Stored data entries
####################

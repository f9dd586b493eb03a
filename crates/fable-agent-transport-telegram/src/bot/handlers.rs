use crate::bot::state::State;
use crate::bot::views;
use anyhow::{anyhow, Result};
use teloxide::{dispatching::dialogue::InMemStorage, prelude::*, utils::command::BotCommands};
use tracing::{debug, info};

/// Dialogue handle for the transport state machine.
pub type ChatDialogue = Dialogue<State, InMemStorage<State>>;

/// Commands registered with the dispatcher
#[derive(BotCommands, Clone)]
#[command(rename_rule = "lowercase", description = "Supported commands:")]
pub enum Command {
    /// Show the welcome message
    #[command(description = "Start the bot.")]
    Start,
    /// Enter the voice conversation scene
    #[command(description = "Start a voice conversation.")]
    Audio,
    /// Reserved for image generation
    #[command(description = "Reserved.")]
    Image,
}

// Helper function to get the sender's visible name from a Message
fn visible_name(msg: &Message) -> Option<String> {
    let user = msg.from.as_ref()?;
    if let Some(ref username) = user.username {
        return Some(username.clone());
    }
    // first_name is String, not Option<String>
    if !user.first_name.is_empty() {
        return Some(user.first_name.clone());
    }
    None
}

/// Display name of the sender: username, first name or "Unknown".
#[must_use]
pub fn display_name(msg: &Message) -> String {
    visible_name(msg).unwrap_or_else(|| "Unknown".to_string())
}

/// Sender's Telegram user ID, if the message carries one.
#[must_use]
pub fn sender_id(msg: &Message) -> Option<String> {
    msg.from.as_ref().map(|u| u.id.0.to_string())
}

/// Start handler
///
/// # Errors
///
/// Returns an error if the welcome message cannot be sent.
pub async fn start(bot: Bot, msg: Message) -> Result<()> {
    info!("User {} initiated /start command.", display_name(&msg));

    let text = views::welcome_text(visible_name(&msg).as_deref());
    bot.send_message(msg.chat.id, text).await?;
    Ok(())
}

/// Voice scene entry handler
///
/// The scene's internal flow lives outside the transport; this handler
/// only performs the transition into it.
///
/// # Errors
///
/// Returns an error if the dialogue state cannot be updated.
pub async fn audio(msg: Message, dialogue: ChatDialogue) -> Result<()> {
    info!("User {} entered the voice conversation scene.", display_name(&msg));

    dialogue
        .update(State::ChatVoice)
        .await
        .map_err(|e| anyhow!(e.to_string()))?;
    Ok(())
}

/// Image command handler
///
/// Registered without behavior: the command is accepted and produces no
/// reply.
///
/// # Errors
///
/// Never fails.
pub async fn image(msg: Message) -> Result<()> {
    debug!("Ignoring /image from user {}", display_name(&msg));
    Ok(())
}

####################

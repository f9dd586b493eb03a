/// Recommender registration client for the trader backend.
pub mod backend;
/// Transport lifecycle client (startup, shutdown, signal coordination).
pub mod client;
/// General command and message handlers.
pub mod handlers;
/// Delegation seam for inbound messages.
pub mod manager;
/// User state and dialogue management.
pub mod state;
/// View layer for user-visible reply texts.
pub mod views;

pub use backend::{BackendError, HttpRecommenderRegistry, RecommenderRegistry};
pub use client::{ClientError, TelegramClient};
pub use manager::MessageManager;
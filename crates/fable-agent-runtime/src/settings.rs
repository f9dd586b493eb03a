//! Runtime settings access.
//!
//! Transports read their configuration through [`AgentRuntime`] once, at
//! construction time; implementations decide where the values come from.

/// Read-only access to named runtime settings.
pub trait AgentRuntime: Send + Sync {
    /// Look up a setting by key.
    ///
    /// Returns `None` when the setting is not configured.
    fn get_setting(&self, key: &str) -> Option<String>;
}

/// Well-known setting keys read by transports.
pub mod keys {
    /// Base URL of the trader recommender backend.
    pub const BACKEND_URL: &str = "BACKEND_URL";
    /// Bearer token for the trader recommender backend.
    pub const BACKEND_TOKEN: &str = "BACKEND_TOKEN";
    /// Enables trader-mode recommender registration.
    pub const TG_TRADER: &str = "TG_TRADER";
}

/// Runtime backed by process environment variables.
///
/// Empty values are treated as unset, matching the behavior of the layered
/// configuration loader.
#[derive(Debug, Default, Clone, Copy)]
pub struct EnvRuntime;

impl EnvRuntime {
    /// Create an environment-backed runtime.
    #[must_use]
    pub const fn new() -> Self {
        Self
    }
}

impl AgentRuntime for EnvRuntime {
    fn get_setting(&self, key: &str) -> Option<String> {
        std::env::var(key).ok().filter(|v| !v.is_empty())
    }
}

####################

* **WORK ITEM**:
Check every line of the entries for "Option" and report how many lines contain it, without any other words.

* **WRITTEN ANSWER**:
5